Vade has detected a recent phishing attack that exploits the link redirect feature of Baidu, the Chinese cloud-service giant. First detected by Vade in August 2023, the recent phishing attack targeted a midsized financial firm based in EMEA. Only one employee of the company received the phishing email, which bypassed detection by the native security features of Microsoft 365.
In this post, we examine the attack before presenting steps to protect your organization.
The phishing campaign starts with a phishing email containing a link that directs them to a Baidu domain. If clicked, the link takes the user to a blank Baidu webpage momentarily, before using Baidu’s redirect link feature to send them to an undisclosed domain. The intended victim is redirected to an intermediary phishing page.
Baidu link detected by Vade
[Related posts] New Phishing Campaign Exploits YouTube Attribution Links, Cloudflare Captcha
The attack creates an air of legitimacy by simulating a security check. The page displays the impersonated logo of Microsoft and includes the phrases, “Checking if the site connection is secure,” and “office.com needs to review the security of your connection before proceeding.” It also displays a spinning wheel to simulate the verification process and text that reads, “Did you know that Cloudflare mitigates an average of 72 billion cyber threats, including DDoS attacks, per day?”
The source code of the page is quite simple to understand. Below is an overview of the JavaScript source code. This is used to collect the email of the victim who clicked the malicious link before being redirected to the phishing webpage. As often, the email address is used to customize the fake authentication form of the phishing webpage.
JavaScript source code
Comments are visible in the source code, and we can see another domain previously used by M365 phishers.
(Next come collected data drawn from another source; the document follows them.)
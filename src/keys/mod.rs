//! Signing key custody
//!
//! A key store answers one question: which signing keys are authorized for a
//! key role right now. Top-level roles use their own name as key role; all
//! hash bins share the `bins` key role.

mod filesystem;
mod memory;

use std::io;
use std::path::PathBuf;

use thiserror::Error;

use repo_metadata::{Ed25519Signer, MetadataError};

pub use filesystem::FileKeyStore;
pub use memory::MemoryKeyStore;

/// Errors from key store operations
#[derive(Debug, Error)]
pub enum KeyError {
    #[error("I/O error reading {path}: {source}")]
    Io { path: PathBuf, source: io::Error },

    #[error("invalid key file {path}: {source}")]
    InvalidKey { path: PathBuf, source: MetadataError },

    #[error("key generation failed: {0}")]
    Generate(#[from] MetadataError),

    #[error("key store lock poisoned")]
    Poisoned,
}

/// Result type for key store operations
pub type KeyResult<T> = Result<T, KeyError>;

/// Source of signing keys by key role
pub trait KeyStore: Send + Sync {
    /// Keys currently authorized for `key_role`; may be empty
    fn keys_for(&self, key_role: &str) -> KeyResult<Vec<Ed25519Signer>>;
}

impl<K: KeyStore + ?Sized> KeyStore for std::sync::Arc<K> {
    fn keys_for(&self, key_role: &str) -> KeyResult<Vec<Ed25519Signer>> {
        (**self).keys_for(key_role)
    }
}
From this indicator of compromise, we can find a report from JOESandbox Cloud about a similar phishing attack. In that case, the attackers leveraged Microsoft Bing by using a crafted link like Baidu.
Momentarily, the webpage auto-refreshes and takes the user to a second fake security check. The new page displays the phrase, “Please stand by while we are checking your browser.”
Second intermediary phishing page detected by Vade
Once more, the page auto-refreshes, this time indicating that the security check passed successfully. The webpage displays a green checkmark and the word, “Success” in the localized translation of the intended victim. In that case, the phishing webpage is hosted by Cloudflare. Thus, the attackers benefit from the antibot mechanism from Cloudflare.
Cloudflare antibot mechanism
[Related posts] H1 2023 Phishing and Malware Report: Phishing Threats Increase 54%
Again, the page auto-refreshes to display a fake Microsoft 365 authentication form. Unlike the previous instance of Microsoft spoofing, the phishing page is accessible via a .ru domain (i.e., the attackers have set a DNS record at Cloudflare). Vade researchers verified this domain was recently created (July 25, 2023).
Microsoft 365 fake authentication page detected by Vade
To further enhance the appearance of legitimacy, the page’s fake login form prefills with the intended victim’s email address. The webpage leaves an empty field for the victim to enter their password for credential harvesting, which can lead to an account takeover, subsequent attack, or any number of malicious purposes.
As usual, the attackers protect their webpage by using cover and redirection mechanisms (i.e., the interstitial redirect pages technique reported by Sucuri). Many email filters are likely to treat a Baidu domain as safe and pass the phishing email to the intended victim’s mailbox.
Additionally, the use of multiple intermediary pages is designed to intercept and prevent the analysis from reaching the destination phishing page. Since these pages don’t contain fields or links, they encourage filters to view them as safe. Attackers hope the analysis never reaches the destination phishing page, where the exploitation occurs and where the intended victim might ultimately travel.
Phishing attacks continue to increase in terms of volume and level of sophistication. To keep your users, business, and clients protected, you should implement several important security measures.
First, invest in an integrated email security solution that layers protection onto Microsoft 365’s native protections. That may have prevented this attack, which as described previously, bypassed Microsoft’s security filters. Next, rollout regular security awareness training that teaches users to identify and handle phishing threats, including reporting them to admins for remediation.
Also, consider other measures consistent with a strong security posture, including investing in zero-trust security solutions and implementing and enforcing password policies.